─── DATA FOR ANALYSIS

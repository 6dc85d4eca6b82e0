//! Fluent construction of queryable operator chains.
//!
//! # Example
//!
//! ```rust
//! use prax_query::{Expr, QueryBuilder, QueryOperator};
//!
//! let query = QueryBuilder::root("Movie")
//!     .filter(Expr::lambda("m", Expr::param("m").member("Year").gt(Expr::constant(2000))))
//!     .order_by(Expr::lambda("m", Expr::param("m").member("Title")))
//!     .take(Expr::constant(10))
//!     .build();
//!
//! let Expr::Query { op, .. } = &query else { unreachable!() };
//! assert_eq!(*op, QueryOperator::Take);
//! ```

use smol_str::SmolStr;

use crate::expr::Expr;
use crate::operators::QueryOperator;
use crate::vector::VectorQueryOptions;

/// Builds an [`Expr`] operator chain one call at a time.
#[derive(Debug, Clone, PartialEq)]
pub struct QueryBuilder {
    expr: Expr,
}

impl QueryBuilder {
    /// Start from the root sequence of an entity type.
    pub fn root(entity: impl Into<SmolStr>) -> Self {
        Self {
            expr: Expr::root(entity),
        }
    }

    /// Continue an existing chain.
    pub fn from_expr(expr: Expr) -> Self {
        Self { expr }
    }

    /// Apply any operator.
    pub fn call(self, op: QueryOperator, args: Vec<Expr>) -> Self {
        Self {
            expr: Expr::Query {
                op,
                source: Box::new(self.expr),
                args,
            },
        }
    }

    fn terminal(self, op: QueryOperator, args: Vec<Expr>) -> Expr {
        self.call(op, args).expr
    }

    /// `Where(predicate)`.
    pub fn filter(self, predicate: Expr) -> Self {
        self.call(QueryOperator::Where, vec![predicate])
    }

    /// `Select(selector)`.
    pub fn select(self, selector: Expr) -> Self {
        self.call(QueryOperator::Select, vec![selector])
    }

    /// `OrderBy(key)`.
    pub fn order_by(self, key: Expr) -> Self {
        self.call(QueryOperator::OrderBy, vec![key])
    }

    /// `OrderByDescending(key)`.
    pub fn order_by_descending(self, key: Expr) -> Self {
        self.call(QueryOperator::OrderByDescending, vec![key])
    }

    /// `ThenBy(key)`.
    pub fn then_by(self, key: Expr) -> Self {
        self.call(QueryOperator::ThenBy, vec![key])
    }

    /// `ThenByDescending(key)`.
    pub fn then_by_descending(self, key: Expr) -> Self {
        self.call(QueryOperator::ThenByDescending, vec![key])
    }

    /// `Skip(count)`.
    pub fn skip(self, count: Expr) -> Self {
        self.call(QueryOperator::Skip, vec![count])
    }

    /// `Take(count)`.
    pub fn take(self, count: Expr) -> Self {
        self.call(QueryOperator::Take, vec![count])
    }

    /// `Distinct()`.
    pub fn distinct(self) -> Self {
        self.call(QueryOperator::Distinct, vec![])
    }

    /// `OfType<T>()`.
    pub fn of_type(self, entity: &str) -> Self {
        self.call(QueryOperator::OfType, vec![Expr::constant(entity)])
    }

    /// `Include(navigation)`, as a member chain lambda or a dotted path constant.
    pub fn include(self, navigation: Expr) -> Self {
        self.call(QueryOperator::Include, vec![navigation])
    }

    /// `VectorSearch(selector, vector, limit, options)`.
    pub fn vector_search(
        self,
        selector: Expr,
        vector: Expr,
        limit: Expr,
        options: Option<VectorQueryOptions>,
    ) -> Self {
        let options = options.map(|o| o.to_expr()).unwrap_or_else(Expr::null);
        self.call(
            QueryOperator::VectorSearch,
            vec![selector, vector, limit, options],
        )
    }

    /// The chain built so far.
    pub fn build(self) -> Expr {
        self.expr
    }

    /// `First()`.
    pub fn first(self) -> Expr {
        self.terminal(QueryOperator::First, vec![])
    }

    /// `First(predicate)`.
    pub fn first_where(self, predicate: Expr) -> Expr {
        self.terminal(QueryOperator::First, vec![predicate])
    }

    /// `FirstOrDefault()`.
    pub fn first_or_default(self) -> Expr {
        self.terminal(QueryOperator::FirstOrDefault, vec![])
    }

    /// `FirstOrDefault(predicate)`.
    pub fn first_or_default_where(self, predicate: Expr) -> Expr {
        self.terminal(QueryOperator::FirstOrDefault, vec![predicate])
    }

    /// `Single()`.
    pub fn single(self) -> Expr {
        self.terminal(QueryOperator::Single, vec![])
    }

    /// `SingleOrDefault()`.
    pub fn single_or_default(self) -> Expr {
        self.terminal(QueryOperator::SingleOrDefault, vec![])
    }

    /// `Last()`.
    pub fn last(self) -> Expr {
        self.terminal(QueryOperator::Last, vec![])
    }

    /// `LastOrDefault()`.
    pub fn last_or_default(self) -> Expr {
        self.terminal(QueryOperator::LastOrDefault, vec![])
    }

    /// `ElementAt(index)`.
    pub fn element_at(self, index: Expr) -> Expr {
        self.terminal(QueryOperator::ElementAt, vec![index])
    }

    /// `ElementAtOrDefault(index)`.
    pub fn element_at_or_default(self, index: Expr) -> Expr {
        self.terminal(QueryOperator::ElementAtOrDefault, vec![index])
    }

    /// `Count()`.
    pub fn count(self) -> Expr {
        self.terminal(QueryOperator::Count, vec![])
    }

    /// `Count(predicate)`.
    pub fn count_where(self, predicate: Expr) -> Expr {
        self.terminal(QueryOperator::Count, vec![predicate])
    }

    /// `LongCount()`.
    pub fn long_count(self) -> Expr {
        self.terminal(QueryOperator::LongCount, vec![])
    }

    /// `Any()`.
    pub fn any(self) -> Expr {
        self.terminal(QueryOperator::Any, vec![])
    }

    /// `Any(predicate)`.
    pub fn any_where(self, predicate: Expr) -> Expr {
        self.terminal(QueryOperator::Any, vec![predicate])
    }

    /// `All(predicate)`.
    pub fn all(self, predicate: Expr) -> Expr {
        self.terminal(QueryOperator::All, vec![predicate])
    }

    /// `Contains(item)`.
    pub fn contains(self, item: Expr) -> Expr {
        self.terminal(QueryOperator::Contains, vec![item])
    }

    /// `Sum()` over a scalar sequence.
    pub fn sum(self) -> Expr {
        self.terminal(QueryOperator::Sum, vec![])
    }

    /// `Sum(selector)`.
    pub fn sum_by(self, selector: Expr) -> Expr {
        self.terminal(QueryOperator::Sum, vec![selector])
    }

    /// `Average(selector)`.
    pub fn average_by(self, selector: Expr) -> Expr {
        self.terminal(QueryOperator::Average, vec![selector])
    }

    /// `Min(selector)`.
    pub fn min_by(self, selector: Expr) -> Expr {
        self.terminal(QueryOperator::Min, vec![selector])
    }

    /// `Max(selector)`.
    pub fn max_by(self, selector: Expr) -> Expr {
        self.terminal(QueryOperator::Max, vec![selector])
    }
}

impl From<QueryBuilder> for Expr {
    fn from(builder: QueryBuilder) -> Self {
        builder.build()
    }
}

#[cfg(test)]
mod tests {
    use super::*;
    use pretty_assertions::assert_eq;

    #[test]
    fn test_chain_order() {
        let query = QueryBuilder::root("Movie")
            .skip(Expr::constant(1))
            .take(Expr::constant(2))
            .count();
        assert_eq!(query.to_string(), "DbSet<Movie>.Skip(1).Take(2).Count()");
    }

    #[test]
    fn test_vector_search_defaults_options_to_null() {
        let query = QueryBuilder::root("Movie")
            .vector_search(
                Expr::lambda("m", Expr::param("m").member("Embedding")),
                Expr::constant(vec![0.1f64, 0.2]),
                Expr::constant(5),
                None,
            )
            .build();
        let Expr::Query { args, .. } = query else {
            panic!("expected query");
        };
        assert_eq!(args.len(), 4);
        assert_eq!(args[3], Expr::null());
    }
}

──────

- [EXERCISE]
The answer must be the data above, repeated exactly as it stands.

- [RESPONSE AREA]
repository 6dc85d4eca6b82e0
//! Fluent construction of queryable operator chains.
//!
//! # Example
//!
//! ```rust
//! use prax_query::{Expr, QueryBuilder, QueryOperator};
//!
//! let query = QueryBuilder::root("Movie")
//!     .filter(Expr::lambda("m", Expr::param("m").member("Year").gt(Expr::constant(2000))))
//!     .order_by(Expr::lambda("m", Expr::param("m").member("Title")))
//!     .take(Expr::constant(10))
//!     .build();
//!
//! let Expr::Query { op, .. } = &query else { unreachable!() };
//! assert_eq!(*op, QueryOperator::Take);
//! ```

use smol_str::SmolStr;

use crate::expr::Expr;
use crate::operators::QueryOperator;
use crate::vector::VectorQueryOptions;

/// Builds an [`Expr`] operator chain one call at a time.
#[derive(Debug, Clone, PartialEq)]
pub struct QueryBuilder {
    expr: Expr,
}

impl QueryBuilder {
    /// Start from the root sequence of an entity type.
    pub fn root(entity: impl Into<SmolStr>) -> Self {
        Self {
            expr: Expr::root(entity),
        }
    }

    /// Continue an existing chain.
    pub fn from_expr(expr: Expr) -> Self {
        Self { expr }
    }

    /// Apply any operator.
    pub fn call(self, op: QueryOperator, args: Vec<Expr>) -> Self {
        Self {
            expr: Expr::Query {
                op,
                source: Box::new(self.expr),
                args,
            },
        }
    }

    fn terminal(self, op: QueryOperator, args: Vec<Expr>) -> Expr {
        self.call(op, args).expr
    }

    /// `Where(predicate)`.
    pub fn filter(self, predicate: Expr) -> Self {
        self.call(QueryOperator::Where, vec![predicate])
    }

    /// `Select(selector)`.
    pub fn select(self, selector: Expr) -> Self {
        self.call(QueryOperator::Select, vec![selector])
    }

    /// `OrderBy(key)`.
    pub fn order_by(self, key: Expr) -> Self {
        self.call(QueryOperator::OrderBy, vec![key])
    }

    /// `OrderByDescending(key)`.
    pub fn order_by_descending(self, key: Expr) -> Self {
        self.call(QueryOperator::OrderByDescending, vec![key])
    }

    /// `ThenBy(key)`.
    pub fn then_by(self, key: Expr) -> Self {
        self.call(QueryOperator::ThenBy, vec![key])
    }

    /// `ThenByDescending(key)`.
    pub fn then_by_descending(self, key: Expr) -> Self {
        self.call(QueryOperator::ThenByDescending, vec![key])
    }

    /// `Skip(count)`.
    pub fn skip(self, count: Expr) -> Self {
        self.call(QueryOperator::Skip, vec![count])
    }

    /// `Take(count)`.
    pub fn take(self, count: Expr) -> Self {
        self.call(QueryOperator::Take, vec![count])
    }

    /// `Distinct()`.
    pub fn distinct(self) -> Self {
        self.call(QueryOperator::Distinct, vec![])
    }

    /// `OfType<T>()`.
    pub fn of_type(self, entity: &str) -> Self {
        self.call(QueryOperator::OfType, vec![Expr::constant(entity)])
    }

    /// `Include(navigation)`, as a member chain lambda or a dotted path constant.
    pub fn include(self, navigation: Expr) -> Self {
        self.call(QueryOperator::Include, vec![navigation])
    }

    /// `VectorSearch(selector, vector, limit, options)`.
    pub fn vector_search(
        self,
        selector: Expr,
        vector: Expr,
        limit: Expr,
        options: Option<VectorQueryOptions>,
    ) -> Self {
        let options = options.map(|o| o.to_expr()).unwrap_or_else(Expr::null);
        self.call(
            QueryOperator::VectorSearch,
            vec![selector, vector, limit, options],
        )
    }

    /// The chain built so far.
    pub fn build(self) -> Expr {
        self.expr
    }

    /// `First()`.
    pub fn first(self) -> Expr {
        self.terminal(QueryOperator::First, vec![])
    }

    /// `First(predicate)`.
    pub fn first_where(self, predicate: Expr) -> Expr {
        self.terminal(QueryOperator::First, vec![predicate])
    }

    /// `FirstOrDefault()`.
    pub fn first_or_default(self) -> Expr {
        self.terminal(QueryOperator::FirstOrDefault, vec![])
    }

    /// `FirstOrDefault(predicate)`.
    pub fn first_or_default_where(self, predicate: Expr) -> Expr {
        self.terminal(QueryOperator::FirstOrDefault, vec![predicate])
    }

    /// `Single()`.
    pub fn single(self) -> Expr {
        self.terminal(QueryOperator::Single, vec![])
    }

    /// `SingleOrDefault()`.
    pub fn single_or_default(self) -> Expr {
        self.terminal(QueryOperator::SingleOrDefault, vec![])
    }

    /// `Last()`.
    pub fn last(self) -> Expr {
        self.terminal(QueryOperator::Last, vec![])
    }

    /// `LastOrDefault()`.
    pub fn last_or_default(self) -> Expr {
        self.terminal(QueryOperator::LastOrDefault, vec![])
    }

    /// `ElementAt(index)`.
    pub fn element_at(self, index: Expr) -> Expr {
        self.terminal(QueryOperator::ElementAt, vec![index])
    }

    /// `ElementAtOrDefault(index)`.
    pub fn element_at_or_default(self, index: Expr) -> Expr {
        self.terminal(QueryOperator::ElementAtOrDefault, vec![index])
    }

    /// `Count()`.
    pub fn count(self) -> Expr {
        self.terminal(QueryOperator::Count, vec![])
    }

    /// `Count(predicate)`.
    pub fn count_where(self, predicate: Expr) -> Expr {
        self.terminal(QueryOperator::Count, vec![predicate])
    }

    /// `LongCount()`.
    pub fn long_count(self) -> Expr {
        self.terminal(QueryOperator::LongCount, vec![])
    }

    /// `Any()`.
    pub fn any(self) -> Expr {
        self.terminal(QueryOperator::Any, vec![])
    }

    /// `Any(predicate)`.
    pub fn any_where(self, predicate: Expr) -> Expr {
        self.terminal(QueryOperator::Any, vec![predicate])
    }

    /// `All(predicate)`.
    pub fn all(self, predicate: Expr) -> Expr {
        self.terminal(QueryOperator::All, vec![predicate])
    }

    /// `Contains(item)`.
    pub fn contains(self, item: Expr) -> Expr {
        self.terminal(QueryOperator::Contains, vec![item])
    }

    /// `Sum()` over a scalar sequence.
    pub fn sum(self) -> Expr {
        self.terminal(QueryOperator::Sum, vec![])
    }

    /// `Sum(selector)`.
    pub fn sum_by(self, selector: Expr) -> Expr {
        self.terminal(QueryOperator::Sum, vec![selector])
    }

    /// `Average(selector)`.
    pub fn average_by(self, selector: Expr) -> Expr {
        self.terminal(QueryOperator::Average, vec![selector])
    }

    /// `Min(selector)`.
    pub fn min_by(self, selector: Expr) -> Expr {
        self.terminal(QueryOperator::Min, vec![selector])
    }

    /// `Max(selector)`.
    pub fn max_by(self, selector: Expr) -> Expr {
        self.terminal(QueryOperator::Max, vec![selector])
    }
}

impl From<QueryBuilder> for Expr {
    fn from(builder: QueryBuilder) -> Self {
        builder.build()
    }
}

#[cfg(test)]
mod tests {
    use super::*;
    use pretty_assertions::assert_eq;

    #[test]
    fn test_chain_order() {
        let query = QueryBuilder::root("Movie")
            .skip(Expr::constant(1))
            .take(Expr::constant(2))
            .count();
        assert_eq!(query.to_string(), "DbSet<Movie>.Skip(1).Take(2).Count()");
    }

    #[test]
    fn test_vector_search_defaults_options_to_null() {
        let query = QueryBuilder::root("Movie")
            .vector_search(
                Expr::lambda("m", Expr::param("m").member("Embedding")),
                Expr::constant(vec![0.1f64, 0.2]),
                Expr::constant(5),
                None,
            )
            .build();
        let Expr::Query { args, .. } = query else {
            panic!("expected query");
        };
        assert_eq!(args.len(), 4);
        assert_eq!(args[3], Expr::null());
    }
}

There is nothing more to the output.